In the largest study of its kind, researchers at the University of Colorado Anschutz Medical Campus have found new clues into the parts of the human genome associated with the higher rates of asthma in those of African ancestry.

The study was published today in the journal Nature Communications.

Using advanced new technology, scientists were able to identify loci or locations on a specific chromosome that may put those of African descent at a higher risk of asthma.

They also discovered four chromosomal regions usually found in whites and Asians associated with asthma. One of those chromosomal areas is known as the 17q12—21 region.

Despite the high incidence of asthma among those of African ancestry, it has been historically underrepresented in genome-wide association studies (GWAS) even though the African genome is the most diverse on earth.

“In the largest GWAS of asthma in African ancestry populations to date, we found strong evidence for association at four previously reported asthma loci whose discovery was driven largely by non-African populations, and we also identified two novel loci on chromosome 8 that may be specific to asthma risk in African ancestry populations,” said the study’s first author Michelle Daya, Ph.D., assistant professor in the division of Biomedical Informatics and Personalized Medicine at the CU School of Medicine.

According to Kathleen Barnes, Ph.D., the senior author on the study and director of the Colorado Center for Personalized Medicine at CU Anschutz, those of African ancestry in the Americas and elsewhere suffer a disproportionate burden of disability, disease and death from common chronic illnesses like asthma and diabetes.

Yet the group has been understudied.

To better understand this population and its genetic impact, Barnes worked with the National Institutes of Health’s National Heart, Lung and Blood Institute (NHLBI) to create the `Consortium on Asthma among African-ancestry Populations in the Americas’ or CAAPA.

They sequenced the genome of 642 people of African ancestry from 15 North, Central and South American and Caribbean populations plus Yoruba-speaking individuals from Ibadan, Nigeria.

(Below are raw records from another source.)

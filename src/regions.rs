// The fixed state-to-region partition behind the region comparison report.
use once_cell::sync::Lazy;
use std::collections::HashMap;

/// Hand-authored partition of the 27 state codes into the 5 named regions.
/// A code absent from the map is silently left out of region aggregates.
pub static REGION_MAP: Lazy<HashMap<&'static str, &'static str>> = Lazy::new(|| {
    let mut m = HashMap::new();
    for state in ["AC", "AM", "AP", "PA", "RO", "RR", "TO"] {
        m.insert(state, "Norte");
    }
    for state in ["AL", "BA", "CE", "MA", "PB", "PE", "PI", "RN", "SE"] {
        m.insert(state, "Nordeste");
    }
    for state in ["DF", "GO", "MS", "MT"] {
        m.insert(state, "Centro-Oeste");
    }
    for state in ["ES", "MG", "RJ", "SP"] {
        m.insert(state, "Sudeste");
    }
    for state in ["PR", "RS", "SC"] {
        m.insert(state, "Sul");
    }
    m
});

pub fn region_of(state: &str) -> Option<&'static str> {
    REGION_MAP.get(state).copied()
}

/// Per-region unweighted mean of the per-state averages. This deliberately
/// flattens per-state record counts: a region's figure is the plain mean of
/// its states' averages, not a record-weighted one.
pub fn region_averages(state_averages: &HashMap<String, f64>) -> HashMap<&'static str, f64> {
    let mut acc: HashMap<&'static str, (f64, usize)> = HashMap::new();
    for (state, avg) in state_averages {
        if let Some(region) = region_of(state) {
            let e = acc.entry(region).or_insert((0.0, 0));
            e.0 += avg;
            e.1 += 1;
        }
    }
    acc.into_iter()
        .map(|(region, (sum, n))| (region, sum / n as f64))
        .collect()
}

#[cfg(test)]
mod tests {
    use super::*;

    #[test]
    fn covers_all_27_states_in_5_regions() {
        assert_eq!(REGION_MAP.len(), 27);
        let mut regions: Vec<&str> = REGION_MAP.values().copied().collect();
        regions.sort();
        regions.dedup();
        assert_eq!(
            regions,
            ["Centro-Oeste", "Nordeste", "Norte", "Sudeste", "Sul"]
        );
    }

    #[test]
    fn maps_known_codes() {
        assert_eq!(region_of("BA"), Some("Nordeste"));
        assert_eq!(region_of("SP"), Some("Sudeste"));
        assert_eq!(region_of("RS"), Some("Sul"));
        assert_eq!(region_of("XX"), None);
    }

    #[test]
    fn region_average_is_unweighted_mean_of_state_averages() {
        // Two Nordeste states averaging 10 and 20 give 15, regardless of how
        // many records stood behind each state.
        let mut state_avgs = HashMap::new();
        state_avgs.insert("BA".to_string(), 10.0);
        state_avgs.insert("PE".to_string(), 20.0);
        let regions = region_averages(&state_avgs);
        assert_eq!(regions["Nordeste"], 15.0);
    }

    #[test]
    fn unmapped_states_are_excluded_silently() {
        let mut state_avgs = HashMap::new();
        state_avgs.insert("BA".to_string(), 10.0);
        state_avgs.insert("ZZ".to_string(), 1000.0);
        let regions = region_averages(&state_avgs);
        assert_eq!(regions.len(), 1);
        assert_eq!(regions["Nordeste"], 10.0);
    }
}
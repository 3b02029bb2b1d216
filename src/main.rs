// Entry point and high-level CLI flow.
//
// - Option [1] ingests one or more tab-delimited declaration files.
// - Option [2] recomputes every report from the in-memory record set and
//   hands the chart shapes to the export/preview surface.
mod aggregate;
mod loader;
mod output;
mod parser;
mod rank;
mod regions;
mod reports;
mod series;
mod types;
mod util;

use once_cell::sync::Lazy;
use std::io::{self, Write};
use std::sync::Mutex;
use types::TradeRecord;

// In-memory app state so a loaded record set can feed repeated report runs
// in a single session.
static APP_STATE: Lazy<Mutex<AppState>> = Lazy::new(|| Mutex::new(AppState { records: None }));

struct AppState {
    records: Option<Vec<TradeRecord>>,
}

fn read_line(prompt: &str) -> String {
    print!("{}", prompt);
    let _ = io::stdout().flush();
    let mut buf = String::new();
    io::stdin().read_line(&mut buf).ok();
    buf.trim().to_string()
}

/// Ask whether to go back to the report selection menu after generating
/// reports. Returns `true` for `Y`, `false` for `N`.
fn prompt_back_to_menu() -> bool {
    loop {
        match read_line("Back to Report Selection (Y/N): ").to_uppercase().as_str() {
            "Y" => return true,
            "N" => return false,
            _ => println!("Invalid choice. Please enter Y or N."),
        }
    }
}

/// Handle option [1]: ingest one or more declaration files.
///
/// Several paths can be given at once; their records are concatenated. A
/// fresh load replaces whatever was held before.
fn handle_load() {
    let input = read_line("Enter declaration file path(s), separated by spaces: ");
    let paths: Vec<String> = input.split_whitespace().map(|s| s.to_string()).collect();
    if paths.is_empty() {
        println!("No paths given.\n");
        return;
    }

    let (records, report) = loader::ingest_files(&paths);
    println!(
        "Ingestion complete: {} file(s) loaded, {} failed, {} records retained.",
        util::format_int(report.files_loaded),
        util::format_int(report.files_failed),
        util::format_int(report.records)
    );
    if records.is_empty() {
        println!("Note: the given input(s) contained no valid declaration lines.");
    }
    println!();

    let mut state = APP_STATE.lock().unwrap();
    state.records = Some(records);
}

/// Handle option [2]: recompute all reports and write their exports.
fn handle_generate_reports() {
    let records = {
        let state = APP_STATE.lock().unwrap();
        state.records.clone()
    };
    let Some(records) = records else {
        println!("Error: No data loaded. Please load the declaration files first (option 1).\n");
        return;
    };
    if records.is_empty() {
        println!("No valid trade data to report; nothing rendered.\n");
        return;
    }

    println!("Generating reports...\n");

    output::emit_report(
        "Report 1: Top States by Gross Value",
        "report_state_totals.csv",
        "chart_state_totals.json",
        reports::state_totals(&records).map(|r| {
            let rows = output::state_total_rows(&r);
            (r, rows)
        }),
        5,
    );

    output::emit_report(
        "Report 2: Activity Breakdown per State",
        "report_state_activity.csv",
        "chart_state_activity.json",
        reports::state_activity_breakdown(&records).map(|r| {
            let rows = output::breakdown_rows(&r);
            (r, rows)
        }),
        5,
    );

    output::emit_report(
        "Report 3: Top Municipalities by Gross Value",
        "report_municipalities.csv",
        "chart_municipalities.json",
        reports::municipality_totals(&records).map(|r| {
            let rows = output::municipality_rows(&r);
            (r, rows)
        }),
        5,
    );

    output::emit_report(
        "Report 4: Gross Value per Fiscal Period",
        "report_period_trend.csv",
        "chart_period_trend.json",
        reports::period_trend(&records).map(|r| {
            let rows = output::trend_rows(&r);
            (r, rows)
        }),
        5,
    );

    output::emit_report(
        "Report 5: State vs. Region Average",
        "report_region_comparison.csv",
        "chart_region_comparison.json",
        reports::region_comparison(&records).map(|r| {
            let rows = output::region_rows(&r);
            (r, rows)
        }),
        5,
    );

    output::emit_report(
        "Report 6: State Contribution",
        "report_state_contribution.csv",
        "chart_state_contribution.json",
        reports::state_contribution(&records).map(|r| {
            let rows = output::contribution_rows(&r);
            (r, rows)
        }),
        5,
    );

    let summary = reports::dataset_summary(&records);
    if let Err(e) = output::write_json("summary.json", &summary) {
        eprintln!("Write error: {}", e);
    }
    println!(
        "Summary (summary.json): {} records, {} origin states, {} activities, gross {} / ICMS {}\n",
        util::format_int(summary.total_records),
        util::format_int(summary.distinct_origin_states),
        util::format_int(summary.distinct_activities),
        util::format_number(summary.total_gross, 2),
        util::format_number(summary.total_tax, 2)
    );
}

fn main() {
    loop {
        println!("Interstate Trade Reports");
        println!("[1] Load declaration files");
        println!("[2] Generate reports\n");
        match read_line("Enter choice: ").as_str() {
            "1" => {
                handle_load();
            }
            "2" => {
                println!();
                handle_generate_reports();
                if !prompt_back_to_menu() {
                    println!("Exiting the program.");
                    break;
                }
            }
            _ => {
                println!("Invalid choice. Please enter 1 or 2.\n");
            }
        }
    }
}
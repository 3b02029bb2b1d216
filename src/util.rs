// Parsing and formatting helpers.
//
// This module centralizes the "dirty" number/period handling so the rest of
// the code can assume clean, typed values.
use chrono::NaiveDate;
use num_format::{Locale, ToFormattedString};

/// Parse a string-like value into `f64` while being forgiving about
/// formatting issues that show up in bulk filing exports.
///
/// - Accepts `Option<&str>` so callers can pass through optional fields.
/// - Trims whitespace.
/// - Rejects values that contain alphabetic characters.
/// - Strips thousands separators like `","` before parsing.
/// - Returns `None` for anything that cannot be safely parsed.
pub fn parse_f64_safe(s: Option<&str>) -> Option<f64> {
    let s = s?.trim();
    if s.is_empty() {
        return None;
    }
    if s.chars().any(|c| c.is_ascii_alphabetic()) {
        return None;
    }
    let s = s.replace(",", "");
    s.parse::<f64>().ok()
}

/// Reformat a raw `YYYYMM` period key as `MM/YYYY` for display.
///
/// Grouping always happens on the raw key; this runs only at the
/// presentation edge. Keys that are not a valid period pass through as-is.
pub fn format_period(period: &str) -> String {
    let padded = format!("{}01", period);
    match NaiveDate::parse_from_str(&padded, "%Y%m%d") {
        Ok(d) => d.format("%m/%Y").to_string(),
        Err(_) => period.to_string(),
    }
}

pub fn format_number(n: f64, decimals: usize) -> String {
    // Fixed decimal places plus thousands separators (e.g. `1,234,567.89`).
    let neg = n.is_sign_negative();
    let abs_n = n.abs();
    let s = format!("{:.*}", decimals, abs_n);
    let mut parts = s.split('.');
    let int_part = parts.next().unwrap_or("0");
    let frac_part = parts.next();
    let int_val: i64 = int_part.parse().unwrap_or(0);
    let mut res = int_val.to_formatted_string(&Locale::en);
    if let Some(frac) = frac_part {
        if decimals > 0 {
            res.push('.');
            res.push_str(frac);
        }
    } else if decimals > 0 {
        res.push('.');
        res.push_str(&"0".repeat(decimals));
    }
    if neg {
        format!("-{}", res)
    } else {
        res
    }
}

pub fn format_int<T>(n: T) -> String
where
    T: ToFormattedString,
{
    // Used for counts in console messages (e.g. `12,481 records retained`).
    n.to_formatted_string(&Locale::en)
}

#[cfg(test)]
mod tests {
    use super::*;

    #[test]
    fn parse_f64_safe_accepts_plain_decimals() {
        assert_eq!(parse_f64_safe(Some("1000.00")), Some(1000.0));
        assert_eq!(parse_f64_safe(Some(" 180.5 ")), Some(180.5));
        assert_eq!(parse_f64_safe(Some("1,234.56")), Some(1234.56));
    }

    #[test]
    fn parse_f64_safe_rejects_garbage() {
        assert_eq!(parse_f64_safe(None), None);
        assert_eq!(parse_f64_safe(Some("")), None);
        assert_eq!(parse_f64_safe(Some("abc")), None);
        assert_eq!(parse_f64_safe(Some("12x")), None);
    }

    #[test]
    fn period_formats_as_month_slash_year() {
        assert_eq!(format_period("201901"), "01/2019");
        assert_eq!(format_period("202012"), "12/2020");
    }

    #[test]
    fn invalid_period_passes_through() {
        assert_eq!(format_period("Unknown"), "Unknown");
        assert_eq!(format_period("201913"), "201913");
    }

    #[test]
    fn format_number_groups_thousands() {
        assert_eq!(format_number(1234567.891, 2), "1,234,567.89");
        assert_eq!(format_number(-42.0, 2), "-42.00");
    }
}
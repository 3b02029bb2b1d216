// Export and preview surface: CSV/JSON files for the chart layer plus
// markdown table previews on the console.
use crate::types::{
    ActivityBreakdownRow, CategoryReport, CategorySeries, ContributionRow, MunicipalityRow,
    PeriodTrendRow, PieReport, RegionComparisonReport, RegionComparisonRow, StateTotalsRow,
    TimeSeriesReport,
};
use crate::util::{format_number, format_period};
use serde::Serialize;
use std::error::Error;
use tabled::{settings::Style, Table, Tabled};

pub fn write_csv<T: Serialize>(path: &str, rows: &[T]) -> Result<(), Box<dyn Error>> {
    let mut wtr = csv::Writer::from_path(path)?;
    for r in rows {
        wtr.serialize(r)?;
    }
    wtr.flush()?;
    Ok(())
}

pub fn write_json<T: Serialize>(path: &str, value: &T) -> Result<(), Box<dyn Error>> {
    let s = serde_json::to_string_pretty(value)?;
    std::fs::write(path, s)?;
    Ok(())
}

pub fn preview_rows<T>(rows: &[T], max_rows: usize)
where
    T: Tabled + Clone,
{
    let slice: Vec<T> = rows.iter().cloned().take(max_rows).collect();
    if slice.is_empty() {
        println!("(no rows)\n");
        return;
    }
    let table_str = Table::new(slice).with(Style::markdown()).to_string();
    println!("{}\n", table_str);
}

/// Write both exports for one report and preview its first rows. A `None`
/// means the builder had nothing to aggregate; only a diagnostic is
/// printed and no file is touched.
pub fn emit_report<R, T>(
    title: &str,
    csv_path: &str,
    json_path: &str,
    built: Option<(R, Vec<T>)>,
    max_rows: usize,
) where
    R: Serialize,
    T: Serialize + Tabled + Clone,
{
    println!("{}", title);
    let Some((chart, rows)) = built else {
        println!("(no data)\n");
        return;
    };
    if let Err(e) = write_csv(csv_path, &rows) {
        eprintln!("Write error: {}", e);
    }
    if let Err(e) = write_json(json_path, &chart) {
        eprintln!("Write error: {}", e);
    }
    preview_rows(&rows, max_rows);
    println!("(Full report exported to {} and {})\n", csv_path, json_path);
}

fn point_at(series: Option<&CategorySeries>, i: usize) -> f64 {
    series.and_then(|s| s.points.get(i)).copied().unwrap_or(0.0)
}

// Chart shape -> flat row conversions. The chart JSON keeps raw values and
// keys; these rows carry the formatted presentation.

pub fn state_total_rows(report: &CategoryReport) -> Vec<StateTotalsRow> {
    let gross = report.series.first();
    let tax = report.series.get(1);
    report
        .categories
        .iter()
        .enumerate()
        .map(|(i, state)| StateTotalsRow {
            rank: i + 1,
            state: state.clone(),
            gross_value: format_number(point_at(gross, i), 2),
            tax_value: format_number(point_at(tax, i), 2),
        })
        .collect()
}

pub fn breakdown_rows(report: &CategoryReport) -> Vec<ActivityBreakdownRow> {
    let mut rows = Vec::new();
    for (i, state) in report.categories.iter().enumerate() {
        for series in &report.series {
            rows.push(ActivityBreakdownRow {
                state: state.clone(),
                activity: series.name.clone(),
                gross_value: format_number(point_at(Some(series), i), 2),
            });
        }
    }
    rows
}

pub fn municipality_rows(report: &CategoryReport) -> Vec<MunicipalityRow> {
    let gross = report.series.first();
    report
        .categories
        .iter()
        .enumerate()
        .map(|(i, municipality)| MunicipalityRow {
            rank: i + 1,
            municipality: municipality.clone(),
            gross_value: format_number(point_at(gross, i), 2),
        })
        .collect()
}

pub fn trend_rows(report: &TimeSeriesReport) -> Vec<PeriodTrendRow> {
    let mut rows = Vec::new();
    for (i, period) in report.periods.iter().enumerate() {
        for series in &report.series {
            let y = series.points.get(i).map(|p| p.y).unwrap_or(0.0);
            rows.push(PeriodTrendRow {
                period: format_period(period),
                state: series.name.clone(),
                gross_value: format_number(y, 2),
            });
        }
    }
    rows
}

pub fn region_rows(report: &RegionComparisonReport) -> Vec<RegionComparisonRow> {
    report
        .series
        .iter()
        .map(|series| RegionComparisonRow {
            state: series.name.clone(),
            region_avg: format_number(series.points.first().map(|p| p.y).unwrap_or(0.0), 2),
            state_avg: format_number(series.points.get(1).map(|p| p.y).unwrap_or(0.0), 2),
        })
        .collect()
}

pub fn contribution_rows(report: &PieReport) -> Vec<ContributionRow> {
    report
        .slices
        .iter()
        .map(|slice| ContributionRow {
            slice: slice.name.clone(),
            gross_value: format_number(slice.value, 2),
            percentage: format_number(slice.percentage, 2),
        })
        .collect()
}

#[cfg(test)]
mod tests {
    use super::*;
    use crate::types::{TimePoint, TimeSeries};

    #[test]
    fn state_rows_are_ranked_in_category_order() {
        let report = CategoryReport {
            categories: vec!["SP".to_string(), "BA".to_string()],
            series: vec![
                CategorySeries {
                    name: "Gross Value".to_string(),
                    points: vec![2000.0, 1000.0],
                },
                CategorySeries {
                    name: "ICMS".to_string(),
                    points: vec![360.0, 180.0],
                },
            ],
        };
        let rows = state_total_rows(&report);
        assert_eq!(rows.len(), 2);
        assert_eq!(rows[0].rank, 1);
        assert_eq!(rows[0].state, "SP");
        assert_eq!(rows[0].gross_value, "2,000.00");
        assert_eq!(rows[1].tax_value, "180.00");
    }

    #[test]
    fn trend_rows_format_the_period_for_display() {
        let report = TimeSeriesReport {
            periods: vec!["201901".to_string()],
            series: vec![TimeSeries {
                name: "BA".to_string(),
                points: vec![TimePoint {
                    x: "201901".to_string(),
                    y: 5.0,
                }],
            }],
        };
        let rows = trend_rows(&report);
        assert_eq!(rows[0].period, "01/2019");
        assert_eq!(rows[0].state, "BA");
    }

    #[test]
    fn breakdown_rows_cover_every_cell() {
        let report = CategoryReport {
            categories: vec!["BA".to_string(), "SP".to_string()],
            series: vec![CategorySeries {
                name: "Tires".to_string(),
                points: vec![300.0, 0.0],
            }],
        };
        let rows = breakdown_rows(&report);
        assert_eq!(rows.len(), 2);
        assert_eq!(rows[1].state, "SP");
        assert_eq!(rows[1].gross_value, "0.00");
    }
}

“NHLBI has been promoting basic research to understand the genetic contribution to asthma disparities across racial and ethnic groups, and the CAAPA is one of our major investments in this area,” said James Kiley, director of the Division of Lung Diseases at NHLBI and the NIH.

In this latest study, researchers looked at 7,009 asthma cases and 7,645 controls.

“From this study we can say chromosome 17q is important for the development of asthma not just in populations of European or Asian ancestry, but also those of African ancestry,” Barnes said. “This is a big step forward in untangling what is happening at this loci.”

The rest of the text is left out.